**Task instructions**:
Find the number of lines containing the string "historical" in the data. Answer with the number by itself.

**The data**:
• • • • • • •

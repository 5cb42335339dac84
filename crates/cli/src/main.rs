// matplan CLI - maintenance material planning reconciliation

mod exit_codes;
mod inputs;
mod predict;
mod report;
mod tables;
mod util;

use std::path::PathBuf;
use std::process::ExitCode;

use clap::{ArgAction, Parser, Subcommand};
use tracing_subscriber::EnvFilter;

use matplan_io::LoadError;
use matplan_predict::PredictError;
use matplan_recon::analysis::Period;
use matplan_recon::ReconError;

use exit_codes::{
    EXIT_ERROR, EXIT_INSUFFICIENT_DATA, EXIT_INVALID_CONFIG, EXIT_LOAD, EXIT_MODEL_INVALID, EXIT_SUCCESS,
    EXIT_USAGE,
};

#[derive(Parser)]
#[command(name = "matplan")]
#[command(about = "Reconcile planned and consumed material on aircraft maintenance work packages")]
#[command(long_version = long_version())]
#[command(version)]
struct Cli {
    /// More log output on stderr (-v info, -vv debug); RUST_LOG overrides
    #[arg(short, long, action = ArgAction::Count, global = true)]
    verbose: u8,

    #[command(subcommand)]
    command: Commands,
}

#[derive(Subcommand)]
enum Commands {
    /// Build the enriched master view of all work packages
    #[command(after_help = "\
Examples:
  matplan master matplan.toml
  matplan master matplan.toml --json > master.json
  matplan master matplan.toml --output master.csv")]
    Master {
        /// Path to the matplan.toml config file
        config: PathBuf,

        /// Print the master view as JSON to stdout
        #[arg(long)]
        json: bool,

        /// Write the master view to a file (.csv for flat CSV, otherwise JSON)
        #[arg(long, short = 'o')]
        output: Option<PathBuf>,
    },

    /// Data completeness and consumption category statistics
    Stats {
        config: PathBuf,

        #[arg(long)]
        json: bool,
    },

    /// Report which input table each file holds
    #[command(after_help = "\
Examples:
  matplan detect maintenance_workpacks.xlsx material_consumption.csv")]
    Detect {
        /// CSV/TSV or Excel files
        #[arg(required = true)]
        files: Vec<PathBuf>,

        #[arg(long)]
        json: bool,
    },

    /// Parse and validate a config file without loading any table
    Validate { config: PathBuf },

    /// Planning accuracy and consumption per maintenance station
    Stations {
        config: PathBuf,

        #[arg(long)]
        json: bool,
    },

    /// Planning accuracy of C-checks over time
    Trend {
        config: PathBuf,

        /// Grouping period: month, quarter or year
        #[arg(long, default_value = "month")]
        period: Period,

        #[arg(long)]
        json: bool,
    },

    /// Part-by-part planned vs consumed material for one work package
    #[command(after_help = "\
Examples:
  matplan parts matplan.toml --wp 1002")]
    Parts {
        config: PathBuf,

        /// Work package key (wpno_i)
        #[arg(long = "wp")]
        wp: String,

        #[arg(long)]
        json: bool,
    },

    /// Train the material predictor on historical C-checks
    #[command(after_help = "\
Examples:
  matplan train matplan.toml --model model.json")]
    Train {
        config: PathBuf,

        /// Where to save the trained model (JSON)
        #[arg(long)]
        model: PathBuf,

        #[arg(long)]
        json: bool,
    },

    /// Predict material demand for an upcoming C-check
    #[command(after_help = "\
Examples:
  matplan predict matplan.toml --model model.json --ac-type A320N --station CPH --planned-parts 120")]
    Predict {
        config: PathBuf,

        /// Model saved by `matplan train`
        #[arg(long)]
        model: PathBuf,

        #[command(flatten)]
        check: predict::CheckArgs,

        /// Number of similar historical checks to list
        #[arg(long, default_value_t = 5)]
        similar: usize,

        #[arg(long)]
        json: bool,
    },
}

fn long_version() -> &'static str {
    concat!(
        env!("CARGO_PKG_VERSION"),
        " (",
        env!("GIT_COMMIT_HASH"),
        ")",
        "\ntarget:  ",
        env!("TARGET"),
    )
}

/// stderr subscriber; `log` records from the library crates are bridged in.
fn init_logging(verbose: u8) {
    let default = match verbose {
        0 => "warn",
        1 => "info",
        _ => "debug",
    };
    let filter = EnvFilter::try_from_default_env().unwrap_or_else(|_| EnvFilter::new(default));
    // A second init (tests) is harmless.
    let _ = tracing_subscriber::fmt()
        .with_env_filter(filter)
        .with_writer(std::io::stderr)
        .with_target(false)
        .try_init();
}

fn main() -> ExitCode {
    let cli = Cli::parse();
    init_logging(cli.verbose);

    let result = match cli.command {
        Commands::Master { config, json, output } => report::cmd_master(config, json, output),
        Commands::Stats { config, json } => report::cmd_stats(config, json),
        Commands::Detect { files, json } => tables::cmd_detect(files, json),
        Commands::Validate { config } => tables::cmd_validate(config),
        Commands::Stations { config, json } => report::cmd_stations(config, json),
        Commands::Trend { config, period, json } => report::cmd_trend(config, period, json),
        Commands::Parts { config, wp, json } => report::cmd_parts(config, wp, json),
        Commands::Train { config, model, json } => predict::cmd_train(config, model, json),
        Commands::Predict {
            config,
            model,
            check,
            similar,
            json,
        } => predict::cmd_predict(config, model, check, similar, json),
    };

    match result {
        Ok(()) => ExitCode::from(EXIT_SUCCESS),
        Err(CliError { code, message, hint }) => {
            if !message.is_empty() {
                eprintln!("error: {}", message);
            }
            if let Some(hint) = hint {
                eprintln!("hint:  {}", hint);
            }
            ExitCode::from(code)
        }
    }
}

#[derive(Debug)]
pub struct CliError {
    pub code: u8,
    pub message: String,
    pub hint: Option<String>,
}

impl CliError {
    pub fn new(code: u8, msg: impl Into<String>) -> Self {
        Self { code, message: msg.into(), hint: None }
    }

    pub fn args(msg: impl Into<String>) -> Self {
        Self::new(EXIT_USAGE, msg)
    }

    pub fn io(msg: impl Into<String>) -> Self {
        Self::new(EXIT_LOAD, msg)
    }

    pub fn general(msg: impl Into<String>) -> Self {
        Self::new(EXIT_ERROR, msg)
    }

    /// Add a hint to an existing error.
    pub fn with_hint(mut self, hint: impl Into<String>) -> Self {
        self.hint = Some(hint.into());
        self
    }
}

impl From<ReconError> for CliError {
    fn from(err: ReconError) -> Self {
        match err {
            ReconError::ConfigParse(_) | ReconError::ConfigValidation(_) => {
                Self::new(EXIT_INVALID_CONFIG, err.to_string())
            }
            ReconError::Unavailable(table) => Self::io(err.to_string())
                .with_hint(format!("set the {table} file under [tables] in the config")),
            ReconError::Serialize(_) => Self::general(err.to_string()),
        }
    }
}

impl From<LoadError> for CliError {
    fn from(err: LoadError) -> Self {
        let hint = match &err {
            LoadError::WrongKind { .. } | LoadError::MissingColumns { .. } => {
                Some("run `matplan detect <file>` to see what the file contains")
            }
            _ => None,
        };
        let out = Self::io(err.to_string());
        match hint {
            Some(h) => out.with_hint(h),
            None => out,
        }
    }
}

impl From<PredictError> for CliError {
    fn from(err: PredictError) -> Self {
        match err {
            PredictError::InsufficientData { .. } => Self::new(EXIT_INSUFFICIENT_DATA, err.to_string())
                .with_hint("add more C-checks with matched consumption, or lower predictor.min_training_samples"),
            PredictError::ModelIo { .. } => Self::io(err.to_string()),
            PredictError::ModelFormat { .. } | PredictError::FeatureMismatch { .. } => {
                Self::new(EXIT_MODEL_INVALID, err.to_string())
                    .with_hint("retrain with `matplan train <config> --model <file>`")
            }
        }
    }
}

• • • • • • •

**Problem solution**:
2